Julienne no está sola. Va acompañada por muchas otras mujeres que acuden a una consulta de salud mental gestionada por Médicos Sin Fronteras (MSF) en el remoto distrito de Kalonge, en el este de RDC. Llevan a sus hijos en brazos. Esperan su turno al aire libre. Todas han sido víctimas de la violencia sexual, pero sus historias no son calcadas. Algunas han sido repudiadas por sus maridos; otras ven cómo sus hijos sufren la estigmatización social por ser vástagos de una violación.

 “No es siempre el mismo problema –constata Sezage Tulinabu Delice, enfermera de MSF–. Las mujeres sufren violaciones a causa de la guerra, pero muchas de las que son de aquí han sido violadas por soldados que las han asaltado mientras estaban, por ejemplo, en el campo. La mayoría son hombres desconocidos para ellas, pero a veces también son familiares o conocidos”. Casi todas se ven abocadas a una situación de degradación social y económica. “Muchas son repudiadas por sus maridos o no encuentran pareja, porque la violación se asocia inmediatamente a la enfermedad”, amplía la enfermera.

Marguerite Kashindi, de 40 años, es otra de las víctimas de violencia sexual que intenta reconstruir su vida. “Desde que llegamos a Kalonge, vivimos con muchas dificultades. Cargamos con las maletas de la gente y nos pagan un dólar al día. Tengo diez niños. Lo que gano no es suficiente para sustentar a mis hijos”. Marguerite fue secuestrada y permaneció como esclava sexual durante cuatro meses en el bosque. Al volver a casa, estaba embarazada. Su marido intentó convencerla de que abortara pero no lo consiguió, así que decidió repudiarla y marcharse con otra mujer.  “Mi hijo está en el origen de la separación con mi marido”, asevera. Es el ejemplo de una mujer que ha sufrido el estigma del abuso sexual: no solo su esposo la ha abandonado, sino que su hijo es visto como un enemigo en su entorno social.

Mujeres como Julienne y Marguerite sufren la violencia sexual en un contexto generalizado de pobreza, falta de atención médica y guerra. Las fuerzas gubernamentales y los grupos armados que luchan en las provincias de Kivu, ricas en recursos naturales, aseguran velar por el bienestar de la población, pero las violaciones quedan una y otra vez impunes y desgarran familias enteras.

Más al norte, cerca de la localidad de Minova, hay otra consulta de MSF para mujeres. Batasema Tulinabu, de 48 años, cuenta que un hombre la asaltó en agosto de 2011 mientras estaba en el campo cultivando. “Me dijo que me había estado buscando. Le hice notar que estaba embarazada, que estaba de ocho meses. Pero dijo que le daba igual. Me violó y me pegó”, recuerda Batasema. Al principio, no quería decirle nada a su marido: tenía miedo a ser repudiada. “Pero tenía muchos dolores y al final me vi forzada a decírselo”. Los problemas uterinos la obligaron a abortar. La pareja continuó unida, pero aún lucha por salir adelante.
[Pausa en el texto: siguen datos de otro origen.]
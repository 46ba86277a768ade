#![cfg(test)]

use std::collections::HashSet;

use super::*;

#[derive(Debug, PartialEq)]
struct Position(i32, i32);

#[derive(Debug, PartialEq)]
struct Velocity(i32, i32);

#[test]
fn test_component_type_identity() {
    assert_eq!(ComponentType::of::<Position>(), ComponentType::of::<Position>());
    assert_ne!(ComponentType::of::<Position>(), ComponentType::of::<Velocity>());

    let set: HashSet<_> = [
        ComponentType::of::<Position>(),
        ComponentType::of::<Velocity>(),
        ComponentType::of::<Position>(),
    ]
    .into_iter()
    .collect();
    assert_eq!(set.len(), 2);
}

#[test]
fn test_component_type_display() {
    assert_eq!(ComponentType::of::<Position>().to_string(), "Position");
    assert_eq!(ComponentType::of::<u32>().to_string(), "u32");
    assert_eq!(ComponentType::of::<Vec<u8>>().to_string(), "Vec<u8>");
}

#[test]
fn test_boxed_downcast() {
    let boxed = BoxedComponent::new(Position(1, 2));
    assert_eq!(boxed.component_type(), ComponentType::of::<Position>());
    assert_eq!(boxed.downcast_ref::<Position>(), Some(&Position(1, 2)));
    assert!(boxed.downcast_ref::<Velocity>().is_none());

    let boxed = boxed.downcast::<Velocity>().unwrap_err();
    assert_eq!(boxed.downcast::<Position>().unwrap(), Position(1, 2));
}

#[test]
fn test_signature() {
    assert!(<()>::component_types().is_empty());

    let types = <(Position, Velocity)>::component_types();
    assert_eq!(
        &*types,
        &[ComponentType::of::<Position>(), ComponentType::of::<Velocity>()],
    );
}

#[test]
fn test_bundle() {
    let components = (Position(0, 0), Velocity(1, 1), 42_u8).into_components();
    let types: Vec<_> = components.iter().map(BoxedComponent::component_type).collect();
    assert_eq!(
        types,
        [
            ComponentType::of::<Position>(),
            ComponentType::of::<Velocity>(),
            ComponentType::of::<u8>(),
        ],
    );
    assert_eq!(components[2].downcast_ref::<u8>(), Some(&42));
}
// src/bin/cli.rs
use infobox_norm::cli;

fn main() -> color_eyre::Result<()> {
    color_eyre::install()?;
    cli::run()
}
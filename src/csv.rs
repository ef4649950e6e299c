// src/csv.rs
use std::io::{self, Write};
use std::mem::take;

use crate::config::Delim;

/* ---------------- Parsing ---------------- */

/// Minimal CSV/TSV parser (quotes + CRLF tolerant).
pub fn parse_rows(text: &str, delim: Delim) -> Vec<Vec<String>> {
    let sep = delim.sep();
    let mut rows = Vec::new();
    let mut field = s!();
    let mut row = Vec::new();
    let mut in_quotes = false;
    let mut chars = text.chars().peekable();

    while let Some(ch) = chars.next() {
        match ch {
            '"' => {
                if in_quotes {
                    if matches!(chars.peek(), Some('"')) {
                        chars.next(); // double-quote escape
                        field.push('"');
                    } else {
                        in_quotes = false;
                    }
                } else {
                    in_quotes = true;
                }
            }
            c if c == sep && !in_quotes => {
                row.push(take(&mut field));
            }
            '\n' | '\r' if !in_quotes => {
                if ch == '\r' && matches!(chars.peek(), Some('\n')) { chars.next(); }
                row.push(take(&mut field));
                if !(row.len() == 1 && row[0].is_empty()) {
                    rows.push(take(&mut row));
                } else {
                    row.clear();
                }
            }
            _ => field.push(ch),
        }
    }

    // Flush a trailing row without newline, even if quotes were unterminated.
    if !field.is_empty() || !row.is_empty() {
        row.push(field);
        rows.push(row);
    }

    rows
}

/// First row is the header; the rest are data.
pub fn split_header(mut rows: Vec<Vec<String>>) -> (Option<Vec<String>>, Vec<Vec<String>>) {
    if rows.is_empty() { return (None, rows); }
    let header = rows.remove(0);
    (Some(header), rows)
}

/* ---------------- Writing ---------------- */

fn needs_quotes(field: &str, sep: char) -> bool {
    field.contains(sep) || field.contains('"') || field.contains('\n') || field.contains('\r')
}

/// Write a single CSV/TSV row to any writer.
pub fn write_row<W: Write>(mut w: W, row: &[String], delim: Delim) -> io::Result<()> {
    let sep = delim.sep();
    let mut first = true;
    for cell in row {
        if !first { write!(w, "{}", sep)?; } else { first = false; }
        if needs_quotes(cell, sep) {
            let escaped = cell.replace('"', "\"\"");
            write!(w, "\"{}\"", escaped)?;
        } else {
            write!(w, "{}", cell)?;
        }
    }
    writeln!(w)
}

pub fn rows_to_string(headers: &Option<Vec<String>>, rows: &[Vec<String>], delim: Delim) -> String {
    let mut buf: Vec<u8> = Vec::new();

    if let Some(h) = headers {
        let _ = write_row(&mut buf, h, delim);
    }
    for r in rows {
        let _ = write_row(&mut buf, r, delim);
    }

    match String::from_utf8(buf) {
        Ok(s) => s,
        Err(e) => String::from_utf8_lossy(&e.into_bytes()).into_owned(),
    }
}
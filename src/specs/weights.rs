// src/specs/weights.rs
//! Displacement and tonnage → metric tonnes.
//!
//! Where a cell lists several figures, the first one that carries a
//! recognizable unit wins. For surface ships that is usually standard
//! displacement, for submarines surfaced displacement.

use std::sync::LazyLock;

use regex::Captures;

use super::{group_f64, round_dp};
use crate::config::consts::{LTONS_TO_MTONS, STONS_TO_MTONS, WEIGHT_DP};
use crate::engine::{self, Catalog, MatchCase, Reconstruct};

#[derive(Clone, Copy, Debug, PartialEq, Eq)]
pub enum TonUnit {
    Long,
    Short,
    Metric,
}

impl TonUnit {
    /// Tonnes per unit.
    pub fn factor(self) -> f64 {
        match self {
            TonUnit::Long => LTONS_TO_MTONS,
            TonUnit::Short => STONS_TO_MTONS,
            TonUnit::Metric => 1.0,
        }
    }
}

/// `qk` thousands (optional), `qh` the rest, scaled by `unit`.
#[derive(Clone, Copy, Debug, PartialEq, Eq)]
pub struct WeightFormula {
    pub unit: TonUnit,
}

impl Reconstruct for WeightFormula {
    type Output = f64;

    fn required_groups(&self) -> Vec<&'static str> {
        vec!["qh"]
    }

    fn apply(&self, caps: &Captures<'_>) -> Option<f64> {
        let thousands = group_f64(caps, "qk").unwrap_or(0.0);
        let rest = group_f64(caps, "qh")?;
        Some(round_dp((thousands * 1000.0 + rest) * self.unit.factor(), WEIGHT_DP))
    }
}

const QTY: &str = r"\b(?:(?P<qk>\d{1,3}),)?(?P<qh>\d+)";

const LONG: WeightFormula = WeightFormula { unit: TonUnit::Long };
const SHORT: WeightFormula = WeightFormula { unit: TonUnit::Short };
const METRIC: WeightFormula = WeightFormula { unit: TonUnit::Metric };

static WEIGHTS: LazyLock<Catalog<WeightFormula>> = LazyLock::new(|| {
    let q = |unit: &str| [QTY, unit].concat();
    Catalog::build(
        "weights",
        MatchCase::Insensitive,
        rules![
            // "long" is optional: plain tons next to a figure are long tons.
            "long tons"         => q(r" (?:(?:t\.)?long |\(long\) )?tons?\b"), LONG;
            "short tons"        => q(r" short tons?\b"), SHORT;
            "metric tons"       => q(r" (?:metric tons?\b|tonnes?\b|t(?:\.|\b))"), METRIC;
            // Fallbacks below guess long tons, the naval default.
            "ton later"         => q(r".+ton"), LONG;
            // Known-imprecise: skips "cubic"/"m³" but also any other c/m word.
            "qty not c/m"       => q(r" [^cm]"), LONG;
            "bare number"       => r"^\s*(?P<qh>\d{2,})\s*$", LONG;
        ],
    )
    .unwrap_or_else(|e| panic!("{e}"))
});

pub fn catalog() -> &'static Catalog<WeightFormula> {
    &WEIGHTS
}

pub fn to_tonnes<S: AsRef<str>>(column: &[Option<S>]) -> Vec<Option<f64>> {
    engine::cascade(column, catalog())
}
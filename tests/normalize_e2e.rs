// tests/normalize_e2e.rs
use std::fs;
use std::path::PathBuf;

use infobox_norm::config::{Delim, IdentifierOptions, NormalizeOptions};
use infobox_norm::csv::parse_rows;
use infobox_norm::error::NormError;
use infobox_norm::progress::Progress;
use infobox_norm::runner::normalize;
use infobox_norm::store::{load_dataset, save_dataset, DataSet};

fn tmp_dir(name: &str) -> PathBuf {
    let mut p = std::env::temp_dir();
    p.push(format!("infobox_norm_e2e_{}", name));
    let _ = fs::remove_dir_all(&p);
    fs::create_dir_all(&p).unwrap();
    p
}

fn row(cells: &[&str]) -> Vec<String> {
    cells.iter().map(|c| c.to_string()).collect()
}

#[derive(Default)]
struct Recorder {
    total: Option<usize>,
    done: Vec<String>,
    lines: Vec<String>,
    finished: bool,
}

impl Progress for Recorder {
    fn begin(&mut self, total: usize) { self.total = Some(total); }
    fn log(&mut self, msg: &str) { self.lines.push(msg.to_string()); }
    fn column_done(&mut self, column: &str, _resolved: usize, _rows: usize) {
        self.done.push(column.to_string());
    }
    fn finish(&mut self) { self.finished = true; }
}

fn fleet() -> DataSet {
    DataSet::new(
        row(&[
            "Name", "Launched", "Length", "Length_2", "Displacement", "Speed",
            "Identification", "vessel_url", "Fate",
        ]),
        vec![
            row(&[
                "USS Wiltsie.mw-parser-output .hlist{margin:0}",
                "31 August 1945",
                "390 ft 6 in",
                "119 m",
                "2,616 long tons",
                "34 knots",
                "Hull symbol: DD-716",
                "https://en.wikipedia.org/wiki/USS_Wiltsie",
                "Struck 1 May 1970; scrapped 4 Nov 1975",
            ]),
            row(&[
                "USS Example",
                "31 Feb 1942",
                "N/A",
                "nope",
                "45000",
                "38 mph",
                "",
                "https://en.wikipedia.org/wiki/USS_Example_(CV-47)",
                "N/A",
            ]),
            row(&["USS Short", "Spring 1944"]),
        ],
    )
}

fn fleet_options() -> NormalizeOptions {
    let mut opts = NormalizeOptions::empty();
    opts.dates = row(&["Launched", "Fate"]);
    opts.lengths = row(&["Length", "Beam"]);
    opts.weights = row(&["Displacement"]);
    opts.speeds = row(&["Speed"]);
    opts.identifiers = Some(IdentifierOptions::default());
    opts.date_prefixes.push(("Fate".to_string(), "scrapped".to_string()));
    opts.strip_artifacts = true;
    opts
}

#[test]
fn dataset_is_rewritten_in_place() {
    let mut ds = fleet();
    let mut progress = Recorder::default();
    let summary = normalize(&mut ds, &fleet_options(), Some(&mut progress)).unwrap();

    assert_eq!(
        ds.headers.as_deref().unwrap().last().map(String::as_str),
        Some("number")
    );
    assert_eq!(
        ds.rows[0],
        row(&[
            "USS Wiltsie", "1945-08-31", "119.024", "119", "2658", "34", "Hull symbol: DD-716",
            "https://en.wikipedia.org/wiki/USS_Wiltsie", "1975-11-04", "DD", "716",
        ])
    );
    assert_eq!(
        ds.rows[1],
        row(&[
            "USS Example", "", "", "", "45722", "33.021", "",
            "https://en.wikipedia.org/wiki/USS_Example_(CV-47)", "", "CV", "47",
        ])
    );
    assert_eq!(
        ds.rows[2],
        row(&["USS Short", "1944-04-01", "", "", "", "", "", "", "", "", ""])
    );

    assert_eq!(summary.missing, vec!["Beam".to_string()]);
    assert_eq!(summary.identified, Some(2));

    let launched = summary.report("Launched").unwrap();
    assert_eq!((launched.resolved, launched.unresolved()), (2, 1));
    let length = summary.report("Length").unwrap();
    assert_eq!((length.resolved, length.not_applicable, length.unresolved()), (1, 2, 0));
    let length_2 = summary.report("Length_2").unwrap();
    assert_eq!(length_2.canonical, "Length");
    assert_eq!((length_2.resolved, length_2.unresolved()), (1, 1));

    assert_eq!(progress.total, Some(7));
    assert_eq!(
        progress.done,
        row(&["Launched", "Fate", "Length", "Length_2", "Displacement", "Speed"])
    );
    assert_eq!(progress.lines, vec!["2 of 3 rows identified".to_string()]);
    assert!(progress.finished);
}

#[test]
fn artifacts_survive_when_stripping_is_off() {
    let mut ds = fleet();
    let mut opts = fleet_options();
    opts.strip_artifacts = false;
    opts.identifiers = None;
    normalize(&mut ds, &opts, None).unwrap();

    assert!(ds.rows[0][0].contains(".mw-parser-output"));
    assert_eq!(ds.headers.as_ref().unwrap().len(), 9);
}

#[test]
fn bad_date_prefix_stops_the_run() {
    let mut ds = fleet();
    let mut opts = fleet_options();
    opts.date_prefixes = vec![("Fate".to_string(), "(scrapped".to_string())];
    let mut progress = Recorder::default();
    let err = normalize(&mut ds, &opts, Some(&mut progress)).unwrap_err();

    assert!(matches!(err, NormError::Catalog(_)));
    assert_eq!(ds, fleet());
    assert_eq!(progress.total, None);
    assert!(progress.done.is_empty());
    assert!(progress.finished);
}

#[test]
fn csv_file_round_trip() {
    let dir = tmp_dir("csv");
    let input = dir.join("ships.csv");
    let output = dir.join("out").join("ships.normalized.csv");
    fs::write(
        &input,
        "Name,Speed,Speed,Displacement\nKidd,\"35 knots\",\"40 mph\",\"2,050 long tons\"\n",
    )
    .unwrap();

    let mut ds = load_dataset(&input, Delim::Csv).unwrap();
    assert_eq!(ds.headers, Some(row(&["Name", "Speed", "Speed_2", "Displacement"])));

    let summary = normalize(&mut ds, &NormalizeOptions::default(), None).unwrap();
    assert!(summary.report("Speed_2").is_some());
    save_dataset(&output, &ds, Delim::Csv).unwrap();

    let text = fs::read_to_string(&output).unwrap();
    let rows = parse_rows(&text, Delim::Csv);
    assert_eq!(
        rows,
        vec![
            row(&["Name", "Speed", "Speed_2", "Displacement", "type", "number"]),
            row(&["Kidd", "35", "34.759", "2083", "", ""]),
        ]
    );
}

#[test]
fn tsv_input_is_read_with_tabs() {
    let dir = tmp_dir("tsv");
    let input = dir.join("ships.tsv");
    fs::write(&input, "Name\tBeam\nKidd\t39 ft 8 in\n").unwrap();

    let mut ds = load_dataset(&input, Delim::from_path(&input)).unwrap();
    normalize(&mut ds, &NormalizeOptions::default(), None).unwrap();
    assert_eq!(ds.column("Beam").unwrap(), vec![Some("12.09")]);
}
Mientras Batasema explica su historia, un hombre enclenque con la camisa rota asoma la cabeza. Es Hottel Kissandro, su esposo. Se sientan juntos por un momento, antes de abandonar la consulta y volver a casa para cuidar de sus ocho hijos. “Mi marido no puede trabajar porque tiene problemas de discapacidad –dice Batasema–. No tenemos nada. Siempre que pienso en mi vida pienso en la pobreza”.

* Periodista y colaborador de Médicos Sin Fronteras.